*** Opening of Supplied data ***
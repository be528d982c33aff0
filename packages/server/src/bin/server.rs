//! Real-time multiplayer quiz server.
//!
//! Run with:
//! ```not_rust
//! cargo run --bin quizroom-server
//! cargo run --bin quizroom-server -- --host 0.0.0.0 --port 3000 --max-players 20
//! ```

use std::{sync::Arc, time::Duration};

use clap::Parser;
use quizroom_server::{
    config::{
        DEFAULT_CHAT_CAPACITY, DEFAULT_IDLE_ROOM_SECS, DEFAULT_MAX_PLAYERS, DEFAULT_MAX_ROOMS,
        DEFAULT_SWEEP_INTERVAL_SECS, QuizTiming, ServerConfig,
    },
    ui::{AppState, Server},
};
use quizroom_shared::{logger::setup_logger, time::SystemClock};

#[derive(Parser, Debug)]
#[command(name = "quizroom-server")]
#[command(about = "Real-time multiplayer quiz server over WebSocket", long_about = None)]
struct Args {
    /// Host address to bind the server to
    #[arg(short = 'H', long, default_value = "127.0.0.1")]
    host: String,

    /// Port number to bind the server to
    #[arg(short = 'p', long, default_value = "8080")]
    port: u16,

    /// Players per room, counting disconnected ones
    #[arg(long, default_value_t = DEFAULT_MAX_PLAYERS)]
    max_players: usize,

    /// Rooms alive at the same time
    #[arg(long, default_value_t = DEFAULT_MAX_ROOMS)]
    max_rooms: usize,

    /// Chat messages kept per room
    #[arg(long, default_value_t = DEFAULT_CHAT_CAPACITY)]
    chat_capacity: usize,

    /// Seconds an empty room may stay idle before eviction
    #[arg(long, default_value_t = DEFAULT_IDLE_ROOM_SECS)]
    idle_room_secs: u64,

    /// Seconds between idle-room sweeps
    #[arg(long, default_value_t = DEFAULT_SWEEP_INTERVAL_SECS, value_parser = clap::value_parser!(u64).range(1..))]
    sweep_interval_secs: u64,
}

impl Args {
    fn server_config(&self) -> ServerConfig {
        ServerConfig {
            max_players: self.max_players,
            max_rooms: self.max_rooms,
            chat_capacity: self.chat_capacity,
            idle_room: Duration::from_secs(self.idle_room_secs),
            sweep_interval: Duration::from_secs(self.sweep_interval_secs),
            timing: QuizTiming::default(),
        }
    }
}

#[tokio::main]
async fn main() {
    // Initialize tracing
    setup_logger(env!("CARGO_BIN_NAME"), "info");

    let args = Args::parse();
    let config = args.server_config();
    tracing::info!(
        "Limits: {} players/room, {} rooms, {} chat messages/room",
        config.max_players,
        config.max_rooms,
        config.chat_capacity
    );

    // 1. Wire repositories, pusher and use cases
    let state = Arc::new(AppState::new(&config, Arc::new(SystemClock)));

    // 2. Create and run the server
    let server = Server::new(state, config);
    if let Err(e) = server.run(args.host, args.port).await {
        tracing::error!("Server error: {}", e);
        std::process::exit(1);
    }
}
*** Close of Supplied data ***
*** Opening of Supplied data ***
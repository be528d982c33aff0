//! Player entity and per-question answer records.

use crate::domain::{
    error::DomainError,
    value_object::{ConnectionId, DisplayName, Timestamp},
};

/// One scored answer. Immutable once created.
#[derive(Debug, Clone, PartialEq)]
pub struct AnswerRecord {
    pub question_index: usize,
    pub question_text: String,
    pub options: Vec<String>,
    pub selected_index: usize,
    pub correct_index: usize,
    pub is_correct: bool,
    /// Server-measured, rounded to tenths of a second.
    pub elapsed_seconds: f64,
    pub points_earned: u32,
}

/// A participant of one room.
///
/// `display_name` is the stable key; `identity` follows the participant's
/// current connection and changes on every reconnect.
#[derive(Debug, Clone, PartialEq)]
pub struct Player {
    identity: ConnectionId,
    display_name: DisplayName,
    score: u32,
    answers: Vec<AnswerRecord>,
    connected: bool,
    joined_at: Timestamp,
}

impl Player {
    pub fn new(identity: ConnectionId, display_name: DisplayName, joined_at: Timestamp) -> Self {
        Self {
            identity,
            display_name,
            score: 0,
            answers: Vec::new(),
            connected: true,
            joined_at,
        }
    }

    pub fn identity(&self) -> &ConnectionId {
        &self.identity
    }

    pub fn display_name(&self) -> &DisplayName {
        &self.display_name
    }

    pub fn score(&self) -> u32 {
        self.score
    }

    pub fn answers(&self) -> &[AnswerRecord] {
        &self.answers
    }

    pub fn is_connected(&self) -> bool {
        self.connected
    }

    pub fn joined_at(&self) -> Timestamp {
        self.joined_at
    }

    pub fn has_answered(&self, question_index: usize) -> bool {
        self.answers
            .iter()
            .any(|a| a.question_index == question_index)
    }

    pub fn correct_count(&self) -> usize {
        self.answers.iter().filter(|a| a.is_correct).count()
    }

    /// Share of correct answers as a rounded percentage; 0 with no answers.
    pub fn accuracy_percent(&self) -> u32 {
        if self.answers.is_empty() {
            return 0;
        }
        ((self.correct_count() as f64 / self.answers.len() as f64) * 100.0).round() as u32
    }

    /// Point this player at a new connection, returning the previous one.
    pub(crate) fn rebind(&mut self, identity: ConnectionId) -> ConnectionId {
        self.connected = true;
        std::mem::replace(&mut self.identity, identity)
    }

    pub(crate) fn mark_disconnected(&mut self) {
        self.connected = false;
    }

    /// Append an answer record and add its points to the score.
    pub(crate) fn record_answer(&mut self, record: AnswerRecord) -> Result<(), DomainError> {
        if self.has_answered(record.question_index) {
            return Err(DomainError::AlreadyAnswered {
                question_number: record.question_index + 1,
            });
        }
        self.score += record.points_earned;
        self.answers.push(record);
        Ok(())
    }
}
*** Close of Supplied data ***
*** Opening of Supplied data ***
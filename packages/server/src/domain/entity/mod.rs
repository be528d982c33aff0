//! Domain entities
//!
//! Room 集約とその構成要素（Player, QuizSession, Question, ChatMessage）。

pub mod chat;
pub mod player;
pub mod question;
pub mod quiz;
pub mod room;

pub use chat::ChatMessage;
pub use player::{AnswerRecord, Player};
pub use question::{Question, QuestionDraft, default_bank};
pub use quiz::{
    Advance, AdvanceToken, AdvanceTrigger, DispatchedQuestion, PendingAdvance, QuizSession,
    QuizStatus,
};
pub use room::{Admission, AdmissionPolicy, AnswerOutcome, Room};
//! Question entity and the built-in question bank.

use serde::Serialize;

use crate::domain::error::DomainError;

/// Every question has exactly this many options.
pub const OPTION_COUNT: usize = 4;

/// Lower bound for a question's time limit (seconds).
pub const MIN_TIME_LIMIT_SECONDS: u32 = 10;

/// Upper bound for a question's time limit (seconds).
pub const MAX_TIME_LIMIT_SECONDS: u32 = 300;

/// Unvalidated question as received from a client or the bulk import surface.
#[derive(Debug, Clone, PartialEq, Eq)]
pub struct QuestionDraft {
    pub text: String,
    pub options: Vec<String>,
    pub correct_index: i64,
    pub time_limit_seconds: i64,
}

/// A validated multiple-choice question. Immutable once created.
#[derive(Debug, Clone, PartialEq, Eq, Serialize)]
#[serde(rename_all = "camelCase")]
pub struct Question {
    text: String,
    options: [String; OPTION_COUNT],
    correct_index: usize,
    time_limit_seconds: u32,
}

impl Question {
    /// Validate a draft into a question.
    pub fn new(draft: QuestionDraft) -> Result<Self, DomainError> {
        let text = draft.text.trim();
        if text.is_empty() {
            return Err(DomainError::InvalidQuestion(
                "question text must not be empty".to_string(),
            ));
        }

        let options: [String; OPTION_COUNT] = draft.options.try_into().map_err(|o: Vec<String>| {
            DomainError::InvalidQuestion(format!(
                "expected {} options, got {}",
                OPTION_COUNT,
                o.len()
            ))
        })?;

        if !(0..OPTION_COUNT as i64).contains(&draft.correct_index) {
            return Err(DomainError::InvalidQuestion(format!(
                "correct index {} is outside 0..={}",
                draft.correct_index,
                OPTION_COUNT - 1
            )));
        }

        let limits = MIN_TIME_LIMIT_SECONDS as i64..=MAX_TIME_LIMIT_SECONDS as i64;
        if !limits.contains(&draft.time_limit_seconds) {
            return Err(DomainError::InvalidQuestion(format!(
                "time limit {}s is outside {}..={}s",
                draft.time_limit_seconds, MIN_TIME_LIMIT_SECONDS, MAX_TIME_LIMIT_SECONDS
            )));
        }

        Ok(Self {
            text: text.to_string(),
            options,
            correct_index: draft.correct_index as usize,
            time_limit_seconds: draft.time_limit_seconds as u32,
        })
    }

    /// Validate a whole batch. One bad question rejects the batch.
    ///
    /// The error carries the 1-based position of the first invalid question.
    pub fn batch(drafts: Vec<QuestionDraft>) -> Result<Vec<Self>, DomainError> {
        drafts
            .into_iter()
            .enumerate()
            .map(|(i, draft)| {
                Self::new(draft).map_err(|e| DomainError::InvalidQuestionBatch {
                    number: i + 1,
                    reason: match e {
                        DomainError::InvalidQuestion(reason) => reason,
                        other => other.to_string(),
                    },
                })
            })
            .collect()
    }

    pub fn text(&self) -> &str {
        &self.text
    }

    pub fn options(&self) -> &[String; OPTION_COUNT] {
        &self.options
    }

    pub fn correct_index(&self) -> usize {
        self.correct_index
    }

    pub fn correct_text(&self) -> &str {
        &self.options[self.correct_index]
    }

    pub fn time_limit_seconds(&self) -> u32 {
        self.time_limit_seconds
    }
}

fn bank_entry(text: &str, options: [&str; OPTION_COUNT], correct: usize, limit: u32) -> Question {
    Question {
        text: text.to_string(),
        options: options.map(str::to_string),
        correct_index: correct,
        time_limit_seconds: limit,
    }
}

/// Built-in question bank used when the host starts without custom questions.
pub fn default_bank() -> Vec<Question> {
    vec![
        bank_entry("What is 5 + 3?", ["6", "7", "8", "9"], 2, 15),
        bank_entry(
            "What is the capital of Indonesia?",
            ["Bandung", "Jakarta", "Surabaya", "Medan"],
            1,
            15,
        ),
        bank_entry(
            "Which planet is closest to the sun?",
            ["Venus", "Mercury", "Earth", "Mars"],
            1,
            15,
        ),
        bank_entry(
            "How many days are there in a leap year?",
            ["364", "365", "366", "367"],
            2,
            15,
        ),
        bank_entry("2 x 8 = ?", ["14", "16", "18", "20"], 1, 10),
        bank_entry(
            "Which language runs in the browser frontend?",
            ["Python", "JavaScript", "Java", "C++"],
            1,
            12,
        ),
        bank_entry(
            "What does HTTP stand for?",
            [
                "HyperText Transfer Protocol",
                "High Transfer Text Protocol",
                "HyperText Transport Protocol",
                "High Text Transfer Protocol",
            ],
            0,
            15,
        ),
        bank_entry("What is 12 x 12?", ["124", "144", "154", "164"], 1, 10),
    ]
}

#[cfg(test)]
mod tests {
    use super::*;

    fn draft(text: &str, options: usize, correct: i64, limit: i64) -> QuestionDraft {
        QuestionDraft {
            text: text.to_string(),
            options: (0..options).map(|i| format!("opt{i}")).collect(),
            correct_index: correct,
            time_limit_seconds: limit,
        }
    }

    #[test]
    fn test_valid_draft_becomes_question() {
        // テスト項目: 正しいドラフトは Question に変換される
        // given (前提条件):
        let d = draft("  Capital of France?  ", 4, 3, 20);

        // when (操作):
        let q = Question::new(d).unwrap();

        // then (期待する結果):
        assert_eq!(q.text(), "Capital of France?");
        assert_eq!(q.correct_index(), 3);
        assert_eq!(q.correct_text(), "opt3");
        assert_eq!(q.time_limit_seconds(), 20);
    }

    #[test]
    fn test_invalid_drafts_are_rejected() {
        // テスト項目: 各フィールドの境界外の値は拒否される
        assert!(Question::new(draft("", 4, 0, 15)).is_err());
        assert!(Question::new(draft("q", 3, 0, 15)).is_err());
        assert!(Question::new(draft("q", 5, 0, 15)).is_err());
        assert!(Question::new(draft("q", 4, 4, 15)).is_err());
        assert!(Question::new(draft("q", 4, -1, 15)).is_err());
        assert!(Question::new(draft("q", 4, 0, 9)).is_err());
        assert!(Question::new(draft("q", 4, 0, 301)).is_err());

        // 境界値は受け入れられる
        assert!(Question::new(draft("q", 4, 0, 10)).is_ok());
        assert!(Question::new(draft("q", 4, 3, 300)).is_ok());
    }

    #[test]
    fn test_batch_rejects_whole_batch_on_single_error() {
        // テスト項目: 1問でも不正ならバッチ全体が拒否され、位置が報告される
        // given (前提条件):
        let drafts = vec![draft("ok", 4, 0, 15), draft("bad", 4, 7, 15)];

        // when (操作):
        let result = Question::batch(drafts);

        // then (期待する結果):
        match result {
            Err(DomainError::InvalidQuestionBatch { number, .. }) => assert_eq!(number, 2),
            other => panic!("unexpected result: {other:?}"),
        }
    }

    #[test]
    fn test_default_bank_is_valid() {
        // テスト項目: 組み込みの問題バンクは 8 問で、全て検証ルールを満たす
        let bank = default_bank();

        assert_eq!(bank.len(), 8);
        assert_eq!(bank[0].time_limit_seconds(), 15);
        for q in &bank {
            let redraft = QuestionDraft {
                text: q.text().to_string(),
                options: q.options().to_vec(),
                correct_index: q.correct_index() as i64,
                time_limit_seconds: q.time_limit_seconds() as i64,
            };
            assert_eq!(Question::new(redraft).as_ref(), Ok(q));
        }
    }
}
*** Close of Supplied data ***
• Work instructions:
What are the lines above, starting at the one with "pub const MAX_TIME_LIMIT_SECONDS: u32 = 300;" and ending at the one with "#[derive(Debug, Clone, PartialEq, Eq, Serialize)]"? Give them again exactly, and only them.

• Exercise response:
pub const MAX_TIME_LIMIT_SECONDS: u32 = 300;

/// Unvalidated question as received from a client or the bulk import surface.
#[derive(Debug, Clone, PartialEq, Eq)]
pub struct QuestionDraft {
    pub text: String,
    pub options: Vec<String>,
    pub correct_index: i64,
    pub time_limit_seconds: i64,
}

/// A validated multiple-choice question. Immutable once created.
#[derive(Debug, Clone, PartialEq, Eq, Serialize)]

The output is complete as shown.